AB 713 addresses and provides clarity to the exemption the CCPA provides for protected health information as defined by the Health Insurance Portability and Accountability Act (“HIPAA”) and medical information as defined under the California Confidentiality of Medical Information Act (“CMIA”). To this end, AB 713 clarifies the following:
- The CCPA does not apply to business associates of a covered entity governed by HIPAA, to the extent that the business associate maintains, uses, and discloses patient information in the same manner as protected health information covered by HIPAA.
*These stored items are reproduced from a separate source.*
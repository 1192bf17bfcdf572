//! Game loop thread.
//!
//! Runs the engine at 60Hz (scaled by the engine's time scale), feeding it
//! commands from an `mpsc` channel and leaving the newest snapshot in a
//! shared slot for whoever polls it.

use std::sync::mpsc;
use std::sync::{Arc, Mutex};
use std::thread::JoinHandle;
use std::time::{Duration, Instant};

use tracing::{debug, info, warn};

use invaders_core::constants::TICK_RATE;
use invaders_core::state::GameStateSnapshot;
use invaders_sim::SimulationEngine;

use crate::state::GameLoopCommand;

/// Nominal duration of one tick at 1x speed.
pub const TICK_DURATION: Duration = Duration::from_nanos(1_000_000_000 / TICK_RATE as u64);

/// Move `engine` onto a named thread and start ticking.
pub fn spawn_game_loop(
    engine: SimulationEngine,
    latest_snapshot: Arc<Mutex<Option<GameStateSnapshot>>>,
) -> std::io::Result<(mpsc::Sender<GameLoopCommand>, JoinHandle<()>)> {
    let (cmd_tx, cmd_rx) = mpsc::channel::<GameLoopCommand>();

    let handle = std::thread::Builder::new()
        .name("manu-invaders-game-loop".into())
        .spawn(move || {
            run_game_loop(engine, cmd_rx, &latest_snapshot);
        })?;

    Ok((cmd_tx, handle))
}

/// Wall-clock duration of one tick at the given time scale.
pub fn tick_duration(time_scale: f64) -> Duration {
    if time_scale > 0.001 {
        TICK_DURATION.div_f64(time_scale)
    } else {
        TICK_DURATION
    }
}

/// Drains commands, ticks, publishes, then sleeps until the next tick is due.
/// Exits on `Shutdown` or when every sender is gone.
fn run_game_loop(
    mut engine: SimulationEngine,
    cmd_rx: mpsc::Receiver<GameLoopCommand>,
    latest_snapshot: &Mutex<Option<GameStateSnapshot>>,
) {
    info!(time_scale = engine.time_scale(), "game loop started");
    let mut deadline = Instant::now();

    loop {
        loop {
            match cmd_rx.try_recv() {
                Ok(GameLoopCommand::PlayerCommand(command)) => engine.queue_command(command),
                Ok(GameLoopCommand::Shutdown) | Err(mpsc::TryRecvError::Disconnected) => {
                    info!(tick = engine.time().tick, "game loop stopped");
                    return;
                }
                Err(mpsc::TryRecvError::Empty) => break,
            }
        }

        // Paused and menu phases still tick so the snapshot stays fresh.
        let snapshot = engine.tick();
        match latest_snapshot.lock() {
            Ok(mut slot) => *slot = Some(snapshot),
            Err(_) => {
                warn!("snapshot slot poisoned, stopping game loop");
                return;
            }
        }

        let step = tick_duration(engine.time_scale());
        deadline += step;
        let now = Instant::now();
        if deadline > now {
            std::thread::sleep(deadline - now);
        } else if now - deadline > step * 2 {
            debug!(behind_ms = (now - deadline).as_millis() as u64, "game loop behind, resetting clock");
            deadline = now;
        }
    }
}

#[cfg(test)]
mod tests {
    use super::*;
    use invaders_core::commands::PlayerCommand;
    use invaders_core::enums::GamePhase;
    use invaders_sim::SimConfig;

    fn engine() -> SimulationEngine {
        SimulationEngine::with_builtin_data(SimConfig::default()).unwrap()
    }

    fn wait_for_phase(
        latest: &Mutex<Option<GameStateSnapshot>>,
        phase: GamePhase,
    ) -> Option<GameStateSnapshot> {
        let deadline = Instant::now() + Duration::from_secs(5);
        while Instant::now() < deadline {
            if let Some(snap) = latest.lock().unwrap().clone() {
                if snap.phase == phase {
                    return Some(snap);
                }
            }
            std::thread::sleep(Duration::from_millis(5));
        }
        None
    }

    #[test]
    fn test_busy_snapshot_serializes() {
        let mut engine = engine();
        engine.queue_command(PlayerCommand::StartGame { character_id: None });
        // Five seconds in: first wave enemies and their shots are on screen.
        for _ in 0..300 {
            engine.tick();
        }

        let snapshot = engine.tick();
        assert!(!snapshot.enemies.is_empty());
        let json = serde_json::to_string(&snapshot).unwrap();
        let value: serde_json::Value = serde_json::from_str(&json).unwrap();
        assert_eq!(
            value["enemies"].as_array().map(Vec::len),
            Some(snapshot.enemies.len())
        );
        assert!(value.get("projectiles").is_some());
    }

    #[test]
    fn test_loop_thread_publishes_and_stops() {
        let latest = Arc::new(Mutex::new(None));
        let (tx, handle) = spawn_game_loop(engine(), latest.clone()).unwrap();
        tx.send(GameLoopCommand::PlayerCommand(PlayerCommand::StartGame {
            character_id: Some("clement".into()),
        }))
        .unwrap();

        let snap = wait_for_phase(&latest, GamePhase::Active).expect("loop never started the game");
        assert!(snap.player.is_some());

        tx.send(GameLoopCommand::Shutdown).unwrap();
        handle.join().unwrap();
    }

    #[test]
    fn test_paused_loop_keeps_publishing_without_advancing_time() {
        let latest = Arc::new(Mutex::new(None));
        let (tx, handle) = spawn_game_loop(engine(), latest.clone()).unwrap();
        tx.send(GameLoopCommand::PlayerCommand(PlayerCommand::StartGame { character_id: None }))
            .unwrap();
        wait_for_phase(&latest, GamePhase::Active).expect("game did not start");

        tx.send(GameLoopCommand::PlayerCommand(PlayerCommand::Pause)).unwrap();
        let paused = wait_for_phase(&latest, GamePhase::Paused).expect("game did not pause");
        std::thread::sleep(TICK_DURATION * 5);
        let later = latest.lock().unwrap().clone().unwrap();
        assert_eq!(later.phase, GamePhase::Paused);
        assert_eq!(later.time.tick, paused.time.tick);

        drop(tx);
        handle.join().unwrap();
    }

    #[test]
    fn test_tick_duration_scales() {
        assert_eq!(TICK_DURATION.as_nanos(), 1_000_000_000u128 / 60);
        assert_eq!(tick_duration(0.0), TICK_DURATION);
        assert!(tick_duration(4.0) < TICK_DURATION / 3);
        assert!(tick_duration(0.5) > TICK_DURATION);
    }
}
//! Coin rewards granted on the results screen.

use crate::constants::COINS_PER_POINT;

/// Coins earned for a final score.
pub fn coins_for_score(score: u64) -> u64 {
    (score as f64 * COINS_PER_POINT).floor() as u64
}

#[cfg(test)]
mod tests {
    use super::*;

    #[test]
    fn test_coins_round_down() {
        assert_eq!(coins_for_score(0), 0);
        assert_eq!(coins_for_score(9), 0);
        assert_eq!(coins_for_score(10), 1);
        assert_eq!(coins_for_score(1234), 123);
    }
}
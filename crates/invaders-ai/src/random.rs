//! Random helpers with the ranges used by the game's tuning tables.

use rand::Rng;

/// Uniform integer in `[min, max]`. The bounds may be given in either order.
pub fn between<R: Rng + ?Sized>(rng: &mut R, min: i64, max: i64) -> i64 {
    let (lo, hi) = if min <= max { (min, max) } else { (max, min) };
    rng.gen_range(lo..=hi)
}

/// Uniform float in `[min, max)`.
pub fn float_between<R: Rng + ?Sized>(rng: &mut R, min: f64, max: f64) -> f64 {
    min + rng.gen::<f64>() * (max - min)
}

/// True with probability `p`.
pub fn chance<R: Rng + ?Sized>(rng: &mut R, p: f64) -> bool {
    rng.gen::<f64>() < p
}

/// +1.0 or -1.0 with equal odds.
pub fn sign<R: Rng + ?Sized>(rng: &mut R) -> f64 {
    if chance(rng, 0.5) {
        1.0
    } else {
        -1.0
    }
}
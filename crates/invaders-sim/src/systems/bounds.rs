//! Playfield limits for ships.

use hecs::World;

use invaders_core::components::{Boss, BossMotion, Enemy, Hitbox, Player};
use invaders_core::constants::{WORLD_HEIGHT, WORLD_WIDTH};
use invaders_core::types::{Position, Velocity};

use crate::systems::boss_ai::constrain_boss;

pub fn run(world: &mut World, now_ms: f64) {
    for (_entity, (_player, pos, hitbox)) in
        world.query_mut::<(&Player, &mut Position, &Hitbox)>()
    {
        pos.x = pos
            .x
            .clamp(hitbox.half_width, WORLD_WIDTH - hitbox.half_width);
        pos.y = pos
            .y
            .clamp(hitbox.half_height, WORLD_HEIGHT - hitbox.half_height);
    }

    // Enemies enter from above and leave below, so only x is held.
    for (_entity, (enemy, pos, vel, hitbox)) in
        world.query_mut::<(&mut Enemy, &mut Position, &mut Velocity, &Hitbox)>()
    {
        if !enemy.active {
            continue;
        }
        let min_x = hitbox.half_width;
        let max_x = WORLD_WIDTH - hitbox.half_width;
        if pos.x < min_x {
            pos.x = min_x;
            if vel.x < 0.0 {
                vel.x = -vel.x;
                enemy.speed_x = vel.x;
            }
        } else if pos.x > max_x {
            pos.x = max_x;
            if vel.x > 0.0 {
                vel.x = -vel.x;
                enemy.speed_x = vel.x;
            }
        }
    }

    for (_entity, (boss, motion, pos, vel, hitbox)) in world.query_mut::<(
        &Boss,
        &mut BossMotion,
        &mut Position,
        &mut Velocity,
        &Hitbox,
    )>() {
        if boss.alive {
            constrain_boss(motion, pos, vel, hitbox, now_ms);
        }
    }
}
//! Boss and enemy AI for Manu Invaders.
//!
//! Pure decision functions: movement patterns, bursts, weighted attack
//! choice, spray geometry and enemy steering. No ECS dependency; callers
//! pass plain data and a random number generator.

pub mod boss;
pub mod enemy;
pub mod profiles;
pub mod random;

pub use invaders_core as core;

#[cfg(test)]
mod tests;
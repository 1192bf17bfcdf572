//! Entity spawn factories.
//!
//! Creates the player, enemies, the boss and projectiles with their
//! component bundles, and answers the small world queries the systems
//! share (live pool sizes, active enemy count, player position).

use hecs::{Entity, World};
use rand::Rng;

use invaders_ai::boss::{initial_decision_cooldown, BossArea};
use invaders_ai::enemy::{
    choose_horizontal_speed, shoot_delay, spawn_steer_delay, EnemyContext, SHOOT_DELAY_JITTER_MS,
};
use invaders_ai::profiles::{boss_profile, enemy_profile};
use invaders_ai::random::{between, sign};
use invaders_core::components::*;
use invaders_core::constants::*;
use invaders_core::enums::ProjectileKind;
use invaders_core::gamedata::{BossData, CharacterData, EnemyData};
use invaders_core::types::{Position, RepeatTimer, Velocity};

/// Spawn the player ship at the bottom centre of the playfield.
pub fn spawn_player(world: &mut World, character: &CharacterData) -> Entity {
    let stats = character.base_stats;
    let player = Player {
        character_id: character.id.clone(),
        hp: stats.hp,
        max_hp: stats.hp,
        speed: stats.speed,
        base_speed: stats.speed,
        shoot_cooldown_ms: stats.shoot_cooldown,
        base_shoot_cooldown_ms: stats.shoot_cooldown,
        last_shot_ms: None,
        bullet_damage: PLAYER_BULLET_DAMAGE,
        damage_reduction: 0.0,
        invulnerable: false,
        dashing: false,
        scale: 1.0,
        active: true,
    };
    let skills = SkillBook {
        slots: character
            .skills
            .iter()
            .take(SKILL_SLOTS)
            .cloned()
            .map(SkillSlot::new)
            .collect(),
    };

    world.spawn((
        player,
        skills,
        Position::new(WORLD_WIDTH / 2.0, WORLD_HEIGHT - PLAYER_SPAWN_OFFSET),
        Velocity::zero(),
        Hitbox::new(PLAYER_SIZE.0, PLAYER_SIZE.1),
    ))
}

/// Spawn one enemy above the top edge.
///
/// `config` is the archetype already merged with the wave's overrides.
pub fn spawn_enemy(
    world: &mut World,
    rng: &mut impl Rng,
    enemy_type: &str,
    config: &EnemyData,
    elite: bool,
) -> Entity {
    let x = between(rng, ENEMY_SPAWN_MARGIN_X, WORLD_WIDTH as i64 - ENEMY_SPAWN_MARGIN_X) as f64;
    let y = between(rng, ENEMY_SPAWN_Y.0, ENEMY_SPAWN_Y.1) as f64;
    let position = Position::new(x, y);

    let profile = enemy_profile(config, rng);
    let hp = if elite {
        profile.hp * ELITE_HP_MULTIPLIER
    } else {
        profile.hp
    };

    let shoot = RepeatTimer::new(shoot_delay(
        profile.shoot_cooldown_ms,
        SHOOT_DELAY_JITTER_MS,
        rng,
    ));
    let steer = RepeatTimer::new(spawn_steer_delay(rng));

    // Enemies pick a fresh heading as soon as they appear.
    let ctx = EnemyContext {
        position,
        velocity: Velocity::new(profile.speed_x, profile.speed_y),
        speed_y: profile.speed_y,
        speed_x_range: profile.speed_x_range,
        min_y: profile.min_y,
        max_y: profile.max_y,
        player: player_position(world),
    };
    let speed_x = choose_horizontal_speed(&ctx, rng);

    let enemy = Enemy {
        enemy_type: enemy_type.to_string(),
        hp,
        original_max_hp: hp,
        score_value: profile.score_value,
        speed_x,
        speed_y: profile.speed_y,
        speed_x_range: profile.speed_x_range,
        min_y: profile.min_y,
        max_y: profile.max_y,
        bullet_damage: profile.bullet_damage,
        shoot_cooldown_ms: profile.shoot_cooldown_ms,
        original_shoot_cooldown_ms: profile.shoot_cooldown_ms,
        active: true,
        enraged: false,
        scale: 1.0,
    };

    world.spawn((
        enemy,
        EnemyTimers { shoot, steer },
        StatusEffects::default(),
        position,
        Velocity::new(speed_x, profile.speed_y),
        Hitbox::new(ENEMY_SIZE.0, ENEMY_SIZE.1),
    ))
}

/// Spawn the boss at its entry point.
pub fn spawn_boss(world: &mut World, rng: &mut impl Rng, data: &BossData, now_ms: f64) -> Entity {
    let profile = boss_profile(data);
    let position = Position::new(BOSS_SPAWN.0, BOSS_SPAWN.1);

    let boss = Boss {
        boss_id: data.id.clone(),
        name: data.name.clone(),
        hp: profile.hp,
        max_hp: profile.hp,
        score_value: profile.score_value,
        alive: true,
    };
    let motion = BossMotion {
        bursting: false,
        burst_end_ms: 0.0,
        last_burst_ms: 0.0,
        next_patrol_ms: 0.0,
        patrol_target: position,
        patrol_direction: sign(rng),
        patrol_origin_x: position.x,
        next_move_ms: 0.0,
    };
    let attacks = AttackState {
        next_decision_ms: now_ms,
        decision_cooldown_ms: initial_decision_cooldown(rng),
        last_used_ms: vec![None; profile.attacks.len()],
    };

    world.spawn((
        boss,
        profile,
        motion,
        attacks,
        position,
        Velocity::zero(),
        Hitbox::new(BOSS_SIZE.0, BOSS_SIZE.1),
    ))
}

/// Movement area of a boss with the given hitbox.
pub fn boss_area(hitbox: &Hitbox) -> BossArea {
    BossArea::for_size(hitbox.width(), hitbox.height())
}

/// Number of live projectiles of the given kinds.
pub fn live_projectiles(world: &World, kinds: &[ProjectileKind]) -> usize {
    world
        .query::<&Projectile>()
        .iter()
        .filter(|(_, p)| !p.consumed && kinds.contains(&p.kind))
        .count()
}

const PLAYER_POOL: [ProjectileKind; 2] = [ProjectileKind::PlayerShot, ProjectileKind::Sandwich];

/// Fire a player bullet straight up. `None` when the pool is exhausted.
pub fn spawn_player_bullet(world: &mut World, at: Position, damage: f64) -> Option<Entity> {
    if live_projectiles(world, &PLAYER_POOL) >= PLAYER_BULLET_POOL {
        return None;
    }
    Some(world.spawn((
        Projectile {
            kind: ProjectileKind::PlayerShot,
            damage,
            consumed: false,
            sandwich: None,
            large: false,
        },
        at,
        Velocity::new(0.0, -PLAYER_BULLET_SPEED),
        Hitbox::new(PLAYER_BULLET_SIZE.0, PLAYER_BULLET_SIZE.1),
    )))
}

/// Throw a cornichon_rosette sandwich. Shares the player bullet pool.
pub fn spawn_sandwich(
    world: &mut World,
    at: Position,
    velocity: Velocity,
    damage: f64,
    effect: SandwichEffect,
) -> Option<Entity> {
    if live_projectiles(world, &PLAYER_POOL) >= PLAYER_BULLET_POOL {
        return None;
    }
    Some(world.spawn((
        Projectile {
            kind: ProjectileKind::Sandwich,
            damage,
            consumed: false,
            sandwich: Some(effect),
            large: false,
        },
        at,
        velocity,
        Hitbox::new(SANDWICH_SIZE.0, SANDWICH_SIZE.1),
    )))
}

pub fn spawn_enemy_bullet(
    world: &mut World,
    at: Position,
    velocity: Velocity,
    damage: f64,
) -> Option<Entity> {
    if live_projectiles(world, &[ProjectileKind::EnemyShot]) >= ENEMY_BULLET_POOL {
        return None;
    }
    Some(world.spawn((
        Projectile {
            kind: ProjectileKind::EnemyShot,
            damage,
            consumed: false,
            sandwich: None,
            large: false,
        },
        at,
        velocity,
        Hitbox::circle(ENEMY_BULLET_SIZE.0 * ROUND_BODY_FACTOR),
    )))
}

pub fn spawn_boss_projectile(
    world: &mut World,
    at: Position,
    velocity: Velocity,
    damage: f64,
    large: bool,
) -> Option<Entity> {
    if live_projectiles(world, &[ProjectileKind::BossShot]) >= BOSS_PROJECTILE_POOL {
        return None;
    }
    let hitbox = if large {
        let scale = LARGE_PROJECTILE_SCALE * LARGE_BODY_FACTOR;
        Hitbox::new(BOSS_PROJECTILE_SIZE.0 * scale, BOSS_PROJECTILE_SIZE.1 * scale)
    } else {
        Hitbox::circle(BOSS_PROJECTILE_SIZE.0 * ROUND_BODY_FACTOR)
    };
    Some(world.spawn((
        Projectile {
            kind: ProjectileKind::BossShot,
            damage,
            consumed: false,
            sandwich: None,
            large,
        },
        at,
        velocity,
        hitbox,
    )))
}

/// Position of the player, if the player is still in play.
pub fn player_position(world: &World) -> Option<Position> {
    world
        .query::<(&Player, &Position)>()
        .iter()
        .find(|(_, (p, _))| p.active)
        .map(|(_, (_, pos))| *pos)
}

pub fn active_enemy_count(world: &World) -> usize {
    world
        .query::<&Enemy>()
        .iter()
        .filter(|(_, e)| e.active)
        .count()
}

/// Remove every enemy without counting kills (boss entrance).
pub fn clear_enemies(world: &mut World) {
    let doomed: Vec<Entity> = world
        .query::<&Enemy>()
        .iter()
        .map(|(entity, _)| entity)
        .collect();
    for entity in doomed {
        let _ = world.despawn(entity);
    }
}

/// Whether a boss with the given id is alive.
pub fn boss_alive(world: &World, boss_id: &str) -> bool {
    world
        .query::<&Boss>()
        .iter()
        .any(|(_, b)| b.alive && b.boss_id == boss_id)
}
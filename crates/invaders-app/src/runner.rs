//! Headless game runs: one game from start to results, driven by the
//! autopilot.

use std::path::PathBuf;
use std::time::{Duration, Instant};

use serde::Serialize;
use tracing::{info, warn};

use invaders_core::commands::PlayerCommand;
use invaders_core::constants::{DEFAULT_WORLD_ID, TICK_RATE};
use invaders_core::enums::{GameOutcome, GamePhase};
use invaders_core::error::GameDataError;
use invaders_core::gamedata::GameData;
use invaders_core::state::GameStateSnapshot;
use invaders_sim::{SimConfig, SimError, SimulationEngine};

use crate::autopilot::Autopilot;
use crate::game_loop;
use crate::state::{AppState, LoopError};
use crate::wallet::{self, WalletError};

#[derive(Debug, Clone)]
pub struct RunOptions {
    /// Character to play. `None` plays the default character.
    pub character: Option<String>,
    pub seed: u64,
    pub world_id: String,
    /// Alternative game-data file. `None` uses the built-in content.
    pub data_path: Option<PathBuf>,
    /// Wallet to credit on the results screen.
    pub wallet_path: Option<PathBuf>,
    /// Give up after this many simulation ticks.
    pub max_ticks: u64,
    /// Run on the game loop thread at wall-clock pace instead of as fast as
    /// possible.
    pub realtime: bool,
    pub time_scale: f64,
}

impl Default for RunOptions {
    fn default() -> Self {
        Self {
            character: None,
            seed: 42,
            world_id: DEFAULT_WORLD_ID.to_string(),
            data_path: None,
            wallet_path: None,
            max_ticks: u64::from(TICK_RATE) * 60 * 10,
            realtime: false,
            time_scale: 1.0,
        }
    }
}

/// What happened in a run.
#[derive(Debug, Clone, PartialEq, Serialize)]
pub struct RunSummary {
    pub character: Option<String>,
    pub seed: u64,
    pub ticks: u64,
    /// `None` when the tick budget ran out first.
    pub outcome: Option<GameOutcome>,
    pub score: u64,
    pub coins_earned: u64,
    /// Wallet balance after crediting, when a wallet was given.
    pub wallet_total: Option<u64>,
    /// One-based number of the last wave reached.
    pub waves_reached: usize,
}

#[derive(thiserror::Error, Debug)]
pub enum RunError {
    #[error(transparent)]
    Data(#[from] GameDataError),

    #[error(transparent)]
    Sim(#[from] SimError),

    #[error(transparent)]
    Wallet(#[from] WalletError),

    #[error(transparent)]
    Loop(#[from] LoopError),

    #[error("cannot read game data file: {0}")]
    Io(#[from] std::io::Error),

    #[error("game did not start with character '{0}'")]
    Rejected(String),
}

/// Load the content set a run will use.
pub fn load_data(path: Option<&PathBuf>) -> Result<GameData, RunError> {
    match path {
        Some(path) => Ok(GameData::from_json(&std::fs::read_to_string(path)?)?),
        None => Ok(GameData::builtin()?),
    }
}

/// Play one game with the autopilot.
pub fn run_headless(opts: &RunOptions) -> Result<RunSummary, RunError> {
    let data = load_data(opts.data_path.as_ref())?;
    let mut engine = SimulationEngine::new(
        SimConfig {
            seed: opts.seed,
            world_id: opts.world_id.clone(),
            time_scale: opts.time_scale,
        },
        data,
    )?;
    engine.set_time_scale(opts.time_scale);

    info!(
        seed = opts.seed,
        world = %opts.world_id,
        character = opts.character.as_deref().unwrap_or("default"),
        realtime = opts.realtime,
        "headless run"
    );

    let progress = if opts.realtime {
        drive_realtime(engine, opts)?
    } else {
        drive(engine, opts)?
    };

    let mut summary = RunSummary {
        character: opts.character.clone(),
        seed: opts.seed,
        ticks: progress.last.time.tick,
        outcome: None,
        score: progress.last.score,
        coins_earned: 0,
        wallet_total: None,
        waves_reached: progress.waves_reached,
    };

    match progress.last.results.as_ref() {
        Some(results) => {
            summary.outcome = Some(if results.victory {
                GameOutcome::Victory
            } else {
                GameOutcome::Defeat
            });
            summary.score = results.score;
            summary.coins_earned = results.coins_earned;
            if let Some(path) = &opts.wallet_path {
                summary.wallet_total = Some(wallet::credit(path, results.coins_earned)?);
            }
        }
        None => warn!(max_ticks = opts.max_ticks, "tick budget ran out before the results screen"),
    }

    info!(
        score = summary.score,
        coins = summary.coins_earned,
        ticks = summary.ticks,
        "run finished"
    );
    Ok(summary)
}

/// How long the game loop may take to accept the start command.
const START_TIMEOUT: Duration = Duration::from_secs(2);

struct Progress {
    last: GameStateSnapshot,
    waves_reached: usize,
}

impl Progress {
    fn observe(&mut self, snap: GameStateSnapshot) {
        if let Some(wave) = &snap.wave {
            self.waves_reached = self.waves_reached.max(wave.index + 1);
        }
        self.last = snap;
    }

    fn finished(&self, max_ticks: u64) -> bool {
        self.last.phase == GamePhase::Results || self.last.time.tick >= max_ticks
    }
}

fn start_command(opts: &RunOptions) -> PlayerCommand {
    PlayerCommand::StartGame {
        character_id: opts.character.clone(),
    }
}

fn rejected(opts: &RunOptions) -> RunError {
    RunError::Rejected(opts.character.clone().unwrap_or_default())
}

/// Tick the engine directly, as fast as possible.
fn drive(mut engine: SimulationEngine, opts: &RunOptions) -> Result<Progress, RunError> {
    let mut pilot = Autopilot::new();
    engine.queue_command(start_command(opts));

    let first = engine.tick();
    if first.phase != GamePhase::Active {
        return Err(rejected(opts));
    }
    let mut progress = Progress {
        last: GameStateSnapshot::default(),
        waves_reached: 0,
    };
    progress.observe(first);

    while !progress.finished(opts.max_ticks) {
        engine.queue_command(PlayerCommand::SetInput(pilot.steer(&progress.last)));
        progress.observe(engine.tick());
    }
    Ok(progress)
}

/// Run on the game loop thread and poll its snapshots.
fn drive_realtime(engine: SimulationEngine, opts: &RunOptions) -> Result<Progress, RunError> {
    let state = AppState::new();
    state.start(engine)?;
    state.send(start_command(opts))?;

    let result = poll_loop(&state, opts);
    state.shutdown()?;
    result
}

fn poll_loop(state: &AppState, opts: &RunOptions) -> Result<Progress, RunError> {
    let mut pilot = Autopilot::new();
    let mut progress = Progress {
        last: GameStateSnapshot::default(),
        waves_reached: 0,
    };
    let poll = game_loop::tick_duration(opts.time_scale);
    let start_deadline = Instant::now() + START_TIMEOUT;
    let mut started = false;

    loop {
        std::thread::sleep(poll);
        let Some(snap) = state.snapshot()? else {
            continue;
        };
        if !started {
            if snap.phase == GamePhase::MainMenu {
                if Instant::now() > start_deadline {
                    return Err(rejected(opts));
                }
                continue;
            }
            started = true;
        }
        state.send(PlayerCommand::SetInput(pilot.steer(&snap)))?;
        progress.observe(snap);
        if progress.finished(opts.max_ticks) {
            return Ok(progress);
        }
    }
}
- Medical information that is de-identified in accordance with HIPAA and is derived from patient information that was originally collected, created, transmitted, or maintained by an entity regulated by HIPAA, CMIA, or the Federal Policy for the Protection of Human Subjects, also known as the Common Rule, is exempt from the CCPA. This exception allows entities that are not directly subject to the foregoing federal regulations to hold data that meets these requirements without being subject to the CCPA. The bill further provides prescriptive contractual and privacy policy requirements if an entity desires to the sell or license such de-identified information when one of the parties to the transaction resides in California. Finally re-identification of this information is restricted except for very limited purposes.
Finally, last month we detailed the extension of the business-to-business exemption from the CCPA under AB1281, here, which has now been signed into law. We will continue to monitor updates to California’s privacy laws, including whether the CPRA passes in the upcoming election, which we previously summarized here.